Gibb, Lowkey Capital: This isnt a time when doing nothing is a better solution than doing something.

In fact, some regulators want to expand the role of traditional banks, to counteract financial criminals. In June, the UK Financial Conduct Authority issued an advisory on cryptoassets and financial crime, encouraging banks to focus on cryptocurrency flows and outlining its concerns about the risks of ICOs as conduits for breaches of legislation.

It makes sense for banks to offer crypto services, providing much-needed security. “Banks are already digitizing. Documents, transactions and other assets are turning digital,” says Viren Mantri, Singapore-based head of applications and software security engineering at Standard Chartered Bank. “If you own a range of digital assets, you may struggle to manage the wallet that contains them. Banks can better manage exchanges and the critical conversions to fiat money.”

Japanese financial-holdings company Nomura and cryptowallet manufacturer Ledger recently announced a collaboration to form Komainu, a securE digital-asset custody solution. The initiative aims to create compliant digital-asset storage options for institutional investors and crypto firms that have large storage needs.

“Global investment managers have long been held back from full participation in digital-asset markets, limited by operational and regulatory risk,” Jezri Mohideen, Nomura’s global chief digital officer for wholesale, commented in a news release. He believes that a good crypto-custody solution could facilitate the entry of new institutional investors.

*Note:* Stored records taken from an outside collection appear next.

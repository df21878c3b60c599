//! Chess Duel - Unified CLI
//!
//! Plays one AI-vs-AI game, or probes a model's credential.

#![warn(missing_docs)]

mod cli;

use anyhow::{Context, Result};
use chess_duel::{
    ArenaConfig, ChannelSink, ChessRules, GameEvent, HttpTransport, ProviderConfig,
    RulesEngine, SessionController, SessionSettings, Side, TracingSink, shared_credential,
};
use clap::Parser;
use cli::{Cli, Command};
use std::path::PathBuf;
use std::sync::Arc;
use std::time::Duration;
use tokio::sync::mpsc;
use tracing::{info, instrument, warn};
use tracing_subscriber::EnvFilter;

#[tokio::main]
async fn main() -> Result<()> {
    // Load .env file
    dotenvy::dotenv().ok();

    tracing_subscriber::fmt()
        .with_env_filter(
            EnvFilter::try_from_default_env().unwrap_or_else(|_| EnvFilter::new("warn")),
        )
        .with_writer(std::io::stderr)
        .init();

    let cli = Cli::parse();

    match cli.command {
        Command::Play {
            config,
            white,
            black,
            api_key,
            json,
        } => run_play(config, white, black, api_key, json).await,
        Command::Verify {
            model,
            endpoint,
            api_key,
            timeout_secs,
        } => run_verify(model, endpoint, api_key, timeout_secs).await,
    }
}

/// Plays one game and prints its events.
#[instrument(skip(api_key))]
async fn run_play(
    config_path: Option<PathBuf>,
    white: Option<String>,
    black: Option<String>,
    api_key: Option<String>,
    json: bool,
) -> Result<()> {
    let mut config = match &config_path {
        Some(path) => ArenaConfig::from_file(path)?,
        None => ArenaConfig::default(),
    };
    if let Some(model) = white {
        config.override_model(Side::White, model);
    }
    if let Some(model) = black {
        config.override_model(Side::Black, model);
    }

    let fallback = shared_credential(api_key.as_deref());
    let white = config.seat(Side::White).to_provider_config(&fallback)?;
    let black = config.seat(Side::Black).to_provider_config(&fallback)?;

    let settings = config.session_settings();
    let transport = Arc::new(HttpTransport::new(settings.request_timeout)?);
    let (sink, events) = ChannelSink::new();
    let printer = tokio::spawn(print_events(events, json));

    let mut controller =
        SessionController::new(ChessRules::new(), transport, Arc::new(sink), settings);

    if settings.require_verified_credentials {
        verify_seats(&mut controller, [(Side::White, &white), (Side::Black, &black)]).await?;
    }

    let orchestrator = controller.start(white, black, &fallback)?;

    let handle = controller.handle();
    let interrupt = tokio::spawn(async move {
        if tokio::signal::ctrl_c().await.is_ok() {
            warn!("Interrupted; aborting game");
            handle.abort();
        }
    });

    let reason = orchestrator.run().await;
    let state = orchestrator.state();
    let fen = controller
        .rules()
        .lock()
        .map(|rules| rules.position())
        .ok();

    interrupt.abort();
    drop(orchestrator);
    drop(controller);
    printer.await.context("event printer panicked")?;

    if !json {
        println!("Result: {reason} after {} moves", state.moves_played);
        if let Some(fen) = fen {
            println!("Final position: {fen}");
        }
    }
    Ok(())
}

async fn verify_seats(
    controller: &mut SessionController<ChessRules>,
    seats: [(Side, &ProviderConfig); 2],
) -> Result<()> {
    for (side, config) in seats {
        if !config.is_remote() || controller.is_verified(config) {
            continue;
        }
        info!(%side, model = %config.model(), "Verifying credential");
        controller
            .verify_credential(config)
            .await
            .with_context(|| format!("{side} credential check failed for {}", config.model()))?;
    }
    Ok(())
}

async fn print_events(mut events: mpsc::UnboundedReceiver<GameEvent>, json: bool) {
    while let Some(event) = events.recv().await {
        if json {
            match serde_json::to_string(&event) {
                Ok(line) => println!("{line}"),
                Err(e) => warn!(error = %e, "Failed to serialize event"),
            }
        } else {
            println!("[{}] {}", event.at().format("%H:%M:%S"), event.summary());
        }
    }
}

/// Probes a model's credential.
#[instrument(skip(api_key))]
async fn run_verify(
    model: String,
    endpoint: Option<String>,
    api_key: Option<String>,
    timeout_secs: u64,
) -> Result<()> {
    let credential = shared_credential(api_key.as_deref());
    let config = ProviderConfig::for_model(&model, endpoint.as_deref(), credential)?;

    let timeout = Duration::from_secs(timeout_secs);
    let settings = SessionSettings::default().with_request_timeout(timeout);
    let transport = Arc::new(HttpTransport::new(timeout)?);
    let mut controller = SessionController::new(
        ChessRules::new(),
        transport,
        Arc::new(TracingSink),
        settings,
    );

    controller.verify_credential(&config).await?;
    println!("{model}: credential OK");
    Ok(())
}
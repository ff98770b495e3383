// SPDX-License-Identifier: MIT OR Apache-2.0

//! YAML dump engine.
//!
//! Writes the document model through `serde_yaml`'s serializer. Mapping entries are
//! written in iteration order, so a mapping that preserves order is dumped in that
//! order. Scalar style (plain or quoted) and layout are chosen by the serializer,
//! which quotes any string the parser would otherwise read as a different type.

use crate::adapters::error_translation;
use crate::domain::{Mapping, Result};
use crate::ports::DocumentEmitter;
use std::io::Write;

/// Block-style YAML emitter backed by `serde_yaml`.
///
/// # Examples
///
/// ```rust
/// use yaml_translator::adapters::YamlEmitter;
/// use yaml_translator::domain::Mapping;
/// use yaml_translator::ports::DocumentEmitter;
///
/// let mut server = Mapping::new();
/// server.insert("ListenPort", 7001i64);
/// let mut root = Mapping::new();
/// root.insert("AdminServer", server);
///
/// let mut buffer = Vec::new();
/// YamlEmitter::new().emit_document("out.yaml", &root, &mut buffer).unwrap();
/// assert_eq!(buffer, b"AdminServer:\n  ListenPort: 7001\n");
/// ```
#[derive(Debug, Clone, Default)]
pub struct YamlEmitter;

impl YamlEmitter {
    /// Creates a new YAML emitter.
    pub fn new() -> Self {
        YamlEmitter
    }
}

impl DocumentEmitter for YamlEmitter {
    fn emit_document<W: Write + ?Sized>(&self, name: &str, root: &Mapping, output: &mut W) -> Result<()> {
        serde_yaml::to_writer(&mut *output, root).map_err(|e| error_translation::emit_failure(name, e))
    }
}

But the challenge is significant. Sam Gibb, partner in Singapore-based Lowkey Capital, says banks can continue to wait for security and regulatory issues to be resolved and hope to jump in, but he doesn’t suggest it. “Given what is at stake, this isn’t a time when doing nothing is a better solution than doing something,” he says. “Doing nothing may exclude many banks from the market altogether. Doing something could enable them to reap dividends.”